(Beginning of Data shown)

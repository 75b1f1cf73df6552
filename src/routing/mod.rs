//! Routing subsystem.
//!
//! # Data Flow
//! ```text
//! Incoming Request (method, path, query)
//!     → params.rs (decode url/format/source/prefix)
//!     → router.rs (fixed-precedence classification)
//!     → Route (consumed by http::server)
//! ```
//!
//! # Design Decisions
//! - Classification is pure; handlers never re-inspect the request shape
//! - Deterministic: same input always yields the same route
//! - First match wins

pub mod params;
pub mod router;

pub use params::QueryParams;
pub use router::{Route, Router};
//! Configuration document sources.
//!
//! # Data Flow
//! ```text
//! source id (query parameter)
//!     → catalog.rs (id → primary + fallback locator; unknown → default)
//!     → resolver.rs (primary attempt, then fallback attempt)
//!     → fetcher.rs (bounded GET + JSON parse per attempt)
//!     → document or AllSourcesExhausted
//! ```
//!
//! # Design Decisions
//! - Catalog is built once at startup and shared read-only
//! - A single failed attempt is logged and absorbed, never surfaced
//! - No merging: the first parseable document is the answer

pub mod catalog;
pub mod fetcher;
pub mod resolver;

pub use catalog::{CatalogError, Locator, SourceCatalog, SourceSpec};
pub use fetcher::{DocumentFetcher, FetchError, HttpFetcher};
pub use resolver::SourceResolver;
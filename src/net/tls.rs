//! TLS configuration and certificate loading.

use std::path::{Path, PathBuf};

use axum_server::tls_rustls::RustlsConfig;
use thiserror::Error;

use crate::config::TlsConfig;

#[derive(Debug, Error)]
pub enum TlsError {
    #[error("{kind} file not found: {}", path.display())]
    NotFound { kind: &'static str, path: PathBuf },

    #[error("failed to load certificate/key: {0}")]
    Load(#[from] std::io::Error),
}

fn require(kind: &'static str, path: &Path) -> Result<(), TlsError> {
    if path.is_file() {
        Ok(())
    } else {
        Err(TlsError::NotFound {
            kind,
            path: path.to_path_buf(),
        })
    }
}

/// Load the PEM certificate chain and private key named by `config`.
pub async fn load_tls_config(config: &TlsConfig) -> Result<RustlsConfig, TlsError> {
    let cert = Path::new(&config.cert_path);
    let key = Path::new(&config.key_path);
    require("certificate", cert)?;
    require("private key", key)?;

    Ok(RustlsConfig::from_pem_file(cert, key).await?)
}
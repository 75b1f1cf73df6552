//! Timeout enforcement.
//!
//! # Responsibilities
//! - Wrap outbound calls with a deadline
//! - Cancel operations cleanly on timeout
//!
//! # Design Decisions
//! - Uses Tokio's timeout facilities; dropping the future aborts the call
//! - Timeout errors are distinct from the wrapped operation's errors

use std::future::Future;
use std::time::Duration;

use thiserror::Error;

/// Either the deadline passed or the operation failed on its own.
#[derive(Debug, Error)]
pub enum TimeoutError<E> {
    #[error("operation timed out after {}ms", .0.as_millis())]
    Elapsed(Duration),

    #[error("{0}")]
    Inner(E),
}

/// Run `fut` with a hard deadline.
pub async fn with_timeout<T, E, F>(limit: Duration, fut: F) -> Result<T, TimeoutError<E>>
where
    F: Future<Output = Result<T, E>>,
{
    match tokio::time::timeout(limit, fut).await {
        Ok(Ok(value)) => Ok(value),
        Ok(Err(e)) => Err(TimeoutError::Inner(e)),
        Err(_) => Err(TimeoutError::Elapsed(limit)),
    }
}
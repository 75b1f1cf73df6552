//! Network layer subsystem.
//!
//! # Data Flow
//! ```text
//! [listener.tls] configured?
//!     no  → tokio TcpListener → axum::serve
//!     yes → tls.rs (load PEM pair) → axum_server::bind_rustls
//! ```

pub mod tls;

pub use tls::{load_tls_config, TlsError};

(End of Data shown)

_Your assignment_
Each line of the data that includes "params" should be copied.

_Response_
//!     → params.rs (decode url/format/source/prefix)
pub mod params;
pub use params::QueryParams;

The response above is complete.